Why not FIX it? FIX is not a new concept in Japan. At MetaBit, we have offered a FIX-to-native exchange gateway to all major securities exchanges in Japan since 2004. The development of Arrowhead provided our company with the catalyst to re-architecture the existing FIX gateway with a focus on low latency and scalability. This need for speed was particularly important given the belief among exchanges that FIX is slow. Our aim was to bring FIX-to-native exchange connectivity below 500 microseconds of additional latency under sustained load, a goal which we have more than achieved. In addition, we have made extensive use of the Orc CameronFIX Universal Server to provide the core FIX connectivity.

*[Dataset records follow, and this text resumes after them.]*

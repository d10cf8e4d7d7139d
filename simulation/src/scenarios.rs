//! Pre-defined fabric scenarios
//!
//! Scenarios A-E pin down the fabric's delivery, provisioning, ordering,
//! horizon and protocol-violation behavior; the chaos run drives seeded
//! random nodes.

use courier_core::{FabricError, MessageId, NodeId, OutgoingMessage};
use tracing::info;

use crate::behaviors::{QuotaState, ScriptedBehavior, ScriptedStep};
use crate::checker::{self, Verdict};
use crate::config::SimConfig;
use crate::fabric::{Fabric, RunOutcome};
use crate::node::NodeSpec;
use crate::trace::Termination;

const A: NodeId = NodeId('A');
const B: NodeId = NodeId('B');

fn send_to_b() -> ScriptedStep {
    ScriptedStep::new().send(OutgoingMessage::to(B))
}

/// Scenario A: A sends once to B, B reads on the first tick it can
///
/// ```text
/// tick 0  A sends m0 -> B      (pool 1 -> 0)
/// tick 1  B sees m0, reads it
/// ```
pub fn run_delivery_scenario() -> Result<RunOutcome<()>, FabricError> {
    info!("=== Running Delivery Scenario ===");

    let fabric = Fabric::new(
        [
            NodeSpec::new(A, (), ScriptedBehavior::new([(0, send_to_b())])),
            NodeSpec::new(
                B,
                (),
                ScriptedBehavior::new([(1, ScriptedStep::new().read_visible())]),
            ),
        ],
        1,
    )?;

    let outcome = fabric.run(3);
    println!("  Final pool available: {}", outcome.trace.final_available());
    Ok(outcome)
}

/// Scenario B: A intends to send twice but the pool only holds one atom
pub fn run_shortage_scenario() -> Result<RunOutcome<()>, FabricError> {
    info!("=== Running Shortage Scenario ===");

    let fabric = Fabric::new(
        [
            NodeSpec::new(
                A,
                (),
                ScriptedBehavior::new([(0, send_to_b()), (2, send_to_b())]),
            ),
            NodeSpec::new(
                B,
                (),
                ScriptedBehavior::new([(1, ScriptedStep::new().read_visible())]),
            ),
        ],
        1,
    )?;

    // Stop before A's second send would exhaust the pool
    Ok(fabric.run(2))
}

/// Scenario C: A sends m0 then m1 to B; B reads m1 before m0
pub fn run_reordering_scenario() -> Result<RunOutcome<()>, FabricError> {
    info!("=== Running Reordering Scenario ===");

    let fabric = Fabric::new(
        [
            NodeSpec::new(
                A,
                (),
                ScriptedBehavior::new([(0, send_to_b()), (1, send_to_b())]),
            ),
            NodeSpec::new(
                B,
                (),
                ScriptedBehavior::new([
                    (2, ScriptedStep::new().read(MessageId(1))),
                    (3, ScriptedStep::new().read(MessageId(0))),
                ]),
            ),
        ],
        2,
    )?;

    Ok(fabric.run(4))
}

/// Scenario D: A sends to B, B never reads, the horizon ends
pub fn run_unread_scenario() -> Result<RunOutcome<()>, FabricError> {
    info!("=== Running Unread Scenario ===");

    let fabric = Fabric::new(
        [
            NodeSpec::new(A, (), ScriptedBehavior::new([(0, send_to_b())])),
            NodeSpec::idle(B),
        ],
        1,
    )?;

    Ok(fabric.run(3))
}

/// Scenario E fabric: B tries to read m0 in the same tick A sends it
pub fn invisible_read_fabric() -> Result<Fabric<()>, FabricError> {
    Fabric::new(
        [
            NodeSpec::new(A, (), ScriptedBehavior::new([(0, send_to_b())])),
            NodeSpec::new(
                B,
                (),
                ScriptedBehavior::new([(0, ScriptedStep::new().read(MessageId(0)))]),
            ),
        ],
        1,
    )
}

/// Scenario E: a read outside the visible set halts the run
pub fn run_invisible_read_scenario() -> Result<RunOutcome<()>, FabricError> {
    info!("=== Running Invisible Read Scenario ===");

    let mut fabric = invisible_read_fabric()?;
    if let Err(err) = fabric.step() {
        println!("  Step failed at tick {}: {}", fabric.tick(), err);
    }
    Ok(fabric.run(3))
}

/// Chaos: seeded random nodes sending and reading from a shared pool
pub fn run_random_chaos_scenario(seed: u64, ticks: u64) -> Result<RunOutcome<QuotaState>, FabricError> {
    info!("=== Running Random Chaos Scenario ({} ticks, seed {}) ===", ticks, seed);

    let config = SimConfig {
        nodes: NodeId::range_to('F'),
        pool_size: 24,
        ..SimConfig::default()
    }
    .with_seed(seed)
    .with_max_ticks(ticks);

    let mut fabric = config.build_fabric()?;
    while fabric.tick() < ticks {
        if fabric.step().is_err() {
            break;
        }
        if fabric.tick().is_multiple_of(5) {
            println!("  {}", fabric.state_summary());
        }
    }

    let termination = match fabric.halt_reason() {
        Some(err) => Termination::Halted(err.clone()),
        None => Termination::HorizonReached {
            ticks: fabric.tick(),
        },
    };
    Ok(fabric.finish(termination))
}

/// Print the termination and every property verdict of a run
pub fn print_report<S>(outcome: &RunOutcome<S>) {
    let trace = &outcome.trace;
    println!("\n=== Run Report ===");
    println!("  Run id: {}", trace.meta.run_id);
    println!("  Ticks recorded: {}", trace.len());
    match &outcome.termination {
        Termination::HorizonReached { ticks } => println!("  Horizon reached after {ticks} ticks"),
        Termination::Halted(err) => println!("  Halted ({}): {}", err.kind(), err),
    }
    println!(
        "  Pool: {} of {} atoms left",
        trace.final_available(),
        trace.meta.pool_size
    );

    println!("\n=== Properties ===");
    for (property, verdict) in checker::check_all(trace) {
        println!("  {:<22} {}", property.name(), verdict);
        if let Verdict::Unproven(open) = &verdict {
            for witness in open {
                println!("      {witness}");
            }
        }
    }
}
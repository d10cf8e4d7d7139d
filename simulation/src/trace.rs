//! Trace recording and persistence
//!
//! A trace is the append-only sequence of per-tick snapshots produced by a
//! run. Each snapshot holds enough to replay every property check without
//! re-running the simulation: node states, the visible/read/sent sets of
//! every node, and the pool's available count at the start of the tick.

use std::collections::{BTreeMap, BTreeSet};
use std::convert::Infallible;
use std::fs;
use std::path::Path;

use chrono::{DateTime, Utc};
use courier_core::{FabricError, Message, MessageId, NodeId, Tick};
use serde::{Deserialize, Serialize, de::DeserializeOwned};
use tracing::debug;
use uuid::Uuid;

use crate::error::SimError;

/// Bumped whenever the persisted layout changes
pub const TRACE_FORMAT_VERSION: u32 = 2;

/// What one node looked like during one tick
#[derive(Debug, Clone, PartialEq, Serialize, Deserialize)]
pub struct NodeSnapshot<S> {
    /// State the node decided from
    pub state: S,
    pub visible: BTreeSet<MessageId>,
    pub read: BTreeSet<MessageId>,
    /// Atoms sent this tick, with their recipients
    pub sent: BTreeMap<MessageId, BTreeSet<NodeId>>,
    pub needs_to_send: usize,
}

/// One committed tick
#[derive(Debug, Clone, PartialEq, Serialize, Deserialize)]
pub struct Snapshot<S> {
    pub tick: Tick,
    /// Pool available count before this tick's allocation
    pub available: usize,
    pub nodes: BTreeMap<NodeId, NodeSnapshot<S>>,
}

impl<S> Snapshot<S> {
    /// Atoms consumed during this tick
    pub fn allocated(&self) -> BTreeSet<MessageId> {
        self.nodes
            .values()
            .flat_map(|n| n.sent.keys().copied())
            .collect()
    }

    pub fn sent_count(&self) -> usize {
        self.nodes.values().map(|n| n.sent.len()).sum()
    }

    pub fn read_count(&self) -> usize {
        self.nodes.values().map(|n| n.read.len()).sum()
    }

    /// Sum of every node's outstanding send need
    pub fn total_needs(&self) -> usize {
        self.nodes.values().map(|n| n.needs_to_send).sum()
    }
}

/// Why a run stopped
#[derive(Debug, Clone, PartialEq, Eq, Serialize, Deserialize)]
pub enum Termination {
    /// The caller's tick bound was reached
    HorizonReached { ticks: u64 },
    /// A fatal error halted the fabric at its tick
    Halted(FabricError),
}

/// Run metadata
#[derive(Debug, Clone, PartialEq, Serialize, Deserialize)]
pub struct TraceMeta {
    pub format_version: u32,
    pub run_id: Uuid,
    pub recorded_at: DateTime<Utc>,
    pub nodes: Vec<NodeId>,
    pub pool_size: usize,
}

impl TraceMeta {
    pub fn new(nodes: Vec<NodeId>, pool_size: usize) -> Self {
        Self {
            format_version: TRACE_FORMAT_VERSION,
            run_id: Uuid::new_v4(),
            recorded_at: Utc::now(),
            nodes,
            pool_size,
        }
    }
}

/// The ordered sequence of per-tick snapshots of one run
#[derive(Debug, Clone, PartialEq, Serialize, Deserialize)]
pub struct Trace<S> {
    pub meta: TraceMeta,
    pub snapshots: Vec<Snapshot<S>>,
    /// Node states after the last committed tick
    pub final_states: BTreeMap<NodeId, S>,
    pub termination: Option<Termination>,
}

impl<S> Trace<S> {
    pub fn new(meta: TraceMeta) -> Self {
        Self {
            meta,
            snapshots: Vec::new(),
            final_states: BTreeMap::new(),
            termination: None,
        }
    }

    pub fn len(&self) -> usize {
        self.snapshots.len()
    }

    pub fn is_empty(&self) -> bool {
        self.snapshots.is_empty()
    }

    fn check_version(&self) -> Result<(), SimError> {
        if self.meta.format_version != TRACE_FORMAT_VERSION {
            return Err(SimError::TraceVersion {
                found: self.meta.format_version,
                expected: TRACE_FORMAT_VERSION,
            });
        }
        Ok(())
    }

    /// Last tick covered by the trace
    pub fn horizon(&self) -> Option<Tick> {
        self.snapshots.last().map(|s| s.tick)
    }

    pub fn snapshot(&self, tick: Tick) -> Option<&Snapshot<S>> {
        self.snapshots.iter().find(|s| s.tick == tick)
    }

    /// Pool available count after the last committed tick
    pub fn final_available(&self) -> usize {
        match self.snapshots.last() {
            Some(last) => last.available.saturating_sub(last.sent_count()),
            None => self.meta.pool_size,
        }
    }

    /// Convert every recorded node state, keeping the rest of the trace
    pub fn map_states<T>(self, mut f: impl FnMut(S) -> T) -> Trace<T> {
        match self.try_map_states(|state| Ok::<_, Infallible>(f(state))) {
            Ok(trace) => trace,
            Err(never) => match never {},
        }
    }

    /// Fallible `map_states`; stops at the first state `f` rejects
    pub fn try_map_states<T, E>(
        self,
        mut f: impl FnMut(S) -> Result<T, E>,
    ) -> Result<Trace<T>, E> {
        let mut snapshots = Vec::with_capacity(self.snapshots.len());
        for snapshot in self.snapshots {
            let mut nodes = BTreeMap::new();
            for (id, ns) in snapshot.nodes {
                let NodeSnapshot {
                    state,
                    visible,
                    read,
                    sent,
                    needs_to_send,
                } = ns;
                let node = NodeSnapshot {
                    state: f(state)?,
                    visible,
                    read,
                    sent,
                    needs_to_send,
                };
                nodes.insert(id, node);
            }
            snapshots.push(Snapshot {
                tick: snapshot.tick,
                available: snapshot.available,
                nodes,
            });
        }

        let mut final_states = BTreeMap::new();
        for (id, state) in self.final_states {
            final_states.insert(id, f(state)?);
        }

        Ok(Trace {
            meta: self.meta,
            snapshots,
            final_states,
            termination: self.termination,
        })
    }

    /// Rebuild the message table from the snapshots
    ///
    /// Malformed traces are tolerated: the first send of an atom wins and
    /// the first read per recipient wins. The trace properties report the
    /// duplicates.
    pub fn messages(&self) -> BTreeMap<MessageId, Message> {
        let mut table: BTreeMap<MessageId, Message> = BTreeMap::new();
        for snapshot in &self.snapshots {
            for (node, ns) in &snapshot.nodes {
                for (id, to) in &ns.sent {
                    let msg = table.entry(*id).or_insert_with(|| Message::unsent(*id));
                    if !msg.is_sent() {
                        msg.from = Some(*node);
                        msg.to = to.clone();
                        msg.sent_on = Some(snapshot.tick);
                    }
                }
            }
        }
        for snapshot in &self.snapshots {
            for (node, ns) in &snapshot.nodes {
                for id in &ns.read {
                    let msg = table.entry(*id).or_insert_with(|| Message::unsent(*id));
                    msg.read_on.entry(*node).or_insert(snapshot.tick);
                }
            }
        }
        table
    }
}

impl<S: Serialize> Trace<S> {
    pub fn to_json(&self) -> Result<String, SimError> {
        Ok(serde_json::to_string_pretty(self)?)
    }

    /// Compact binary encoding
    ///
    /// Node states are embedded as JSON text, so a binary trace decodes
    /// into any state type that accepts them, `serde_json::Value` included.
    pub fn to_bytes(&self) -> Result<Vec<u8>, SimError> {
        Ok(postcard::to_allocvec(&self.encode_states()?)?)
    }

    fn encode_states(&self) -> Result<Trace<String>, serde_json::Error> {
        let mut snapshots = Vec::with_capacity(self.snapshots.len());
        for snapshot in &self.snapshots {
            let mut nodes = BTreeMap::new();
            for (id, ns) in &snapshot.nodes {
                let node = NodeSnapshot {
                    state: serde_json::to_string(&ns.state)?,
                    visible: ns.visible.clone(),
                    read: ns.read.clone(),
                    sent: ns.sent.clone(),
                    needs_to_send: ns.needs_to_send,
                };
                nodes.insert(*id, node);
            }
            snapshots.push(Snapshot {
                tick: snapshot.tick,
                available: snapshot.available,
                nodes,
            });
        }

        let mut final_states = BTreeMap::new();
        for (id, state) in &self.final_states {
            final_states.insert(*id, serde_json::to_string(state)?);
        }

        Ok(Trace {
            meta: self.meta.clone(),
            snapshots,
            final_states,
            termination: self.termination.clone(),
        })
    }

    /// Write the trace to `path`; `.bin` files use the binary encoding
    pub fn save(&self, path: impl AsRef<Path>) -> Result<(), SimError> {
        let path = path.as_ref();
        if is_binary_path(path) {
            fs::write(path, self.to_bytes()?)?;
        } else {
            fs::write(path, self.to_json()?)?;
        }
        debug!(path = %path.display(), ticks = self.len(), "Saved trace");
        Ok(())
    }
}

impl<S: DeserializeOwned> Trace<S> {
    pub fn from_json(json: &str) -> Result<Self, SimError> {
        let trace: Self = serde_json::from_str(json)?;
        trace.check_version()?;
        Ok(trace)
    }

    pub fn from_bytes(bytes: &[u8]) -> Result<Self, SimError> {
        let encoded: Trace<String> = postcard::from_bytes(bytes)?;
        encoded.check_version()?;
        Ok(encoded.try_map_states(|state| serde_json::from_str(&state))?)
    }

    pub fn load(path: impl AsRef<Path>) -> Result<Self, SimError> {
        let path = path.as_ref();
        if is_binary_path(path) {
            Self::from_bytes(&fs::read(path)?)
        } else {
            Self::from_json(&fs::read_to_string(path)?)
        }
    }
}

fn is_binary_path(path: &Path) -> bool {
    path.extension().is_some_and(|ext| ext == "bin")
}

/// Captures snapshots as the fabric commits ticks
#[derive(Debug, Clone)]
pub struct TraceRecorder<S> {
    trace: Trace<S>,
}

impl<S: Clone> TraceRecorder<S> {
    pub fn new(meta: TraceMeta) -> Self {
        Self {
            trace: Trace::new(meta),
        }
    }

    /// Append a committed tick; traces are append-only
    pub fn record(&mut self, snapshot: Snapshot<S>) {
        self.trace.snapshots.push(snapshot);
    }

    pub fn set_final_states(&mut self, states: BTreeMap<NodeId, S>) {
        self.trace.final_states = states;
    }

    pub fn set_termination(&mut self, termination: Termination) {
        self.trace.termination = Some(termination);
    }

    /// The trace recorded so far, for online checking
    pub fn trace(&self) -> &Trace<S> {
        &self.trace
    }

    pub fn into_trace(self) -> Trace<S> {
        self.trace
    }
}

Technical challenges and solutions for FIX During the development of our upgraded FIX gateway, we had to consider the following technical challenges of providing a FIX implementation for direct exchange connectivity:
Performance is paramount; request latency (time to exchange) and request throughput (requests per second) represent the key metrics. Larger global members require sub-millisecond latency with throughput exceeding 1000 orders/second.
For scalability, most Japanese exchange architectures require multiple physical connections (so called Virtual Server or VS’s). Each VS is limited to a certain throughput by the exchange; higher throughputs can only be achieved by a broker member subscribing more VS’s. Due to cost, smaller and mid-tier brokers typically subscribe to 20 to 40 VS whilst it is common for large members to run above 100 VS’s per exchange. Efficiently managing and load balancing across such a large number of connections leads to a significant increase in complexity.
Each exchange API has a unique message protocol and message structure. Creating a standardized multi-exchange product requires custom FIX mapping for each implementation. It is the aim to keep custom FIX tags to a minimum possible whilst adhering to the global FIX Protocol.
The FIX API is a simple asynchronous model, well suited to high throughput bidirectional messaging. However, Japan’s older exchange APIs use a synchronous delivery model, providing batched order requests (20 orders per batch) to increase throughput. This complicates mapping between the FIX- and the native exchange API and increases implementation complexity.
Members can run many different types of hardware and operating systems; hence a vendor needs to support as many systems as possible.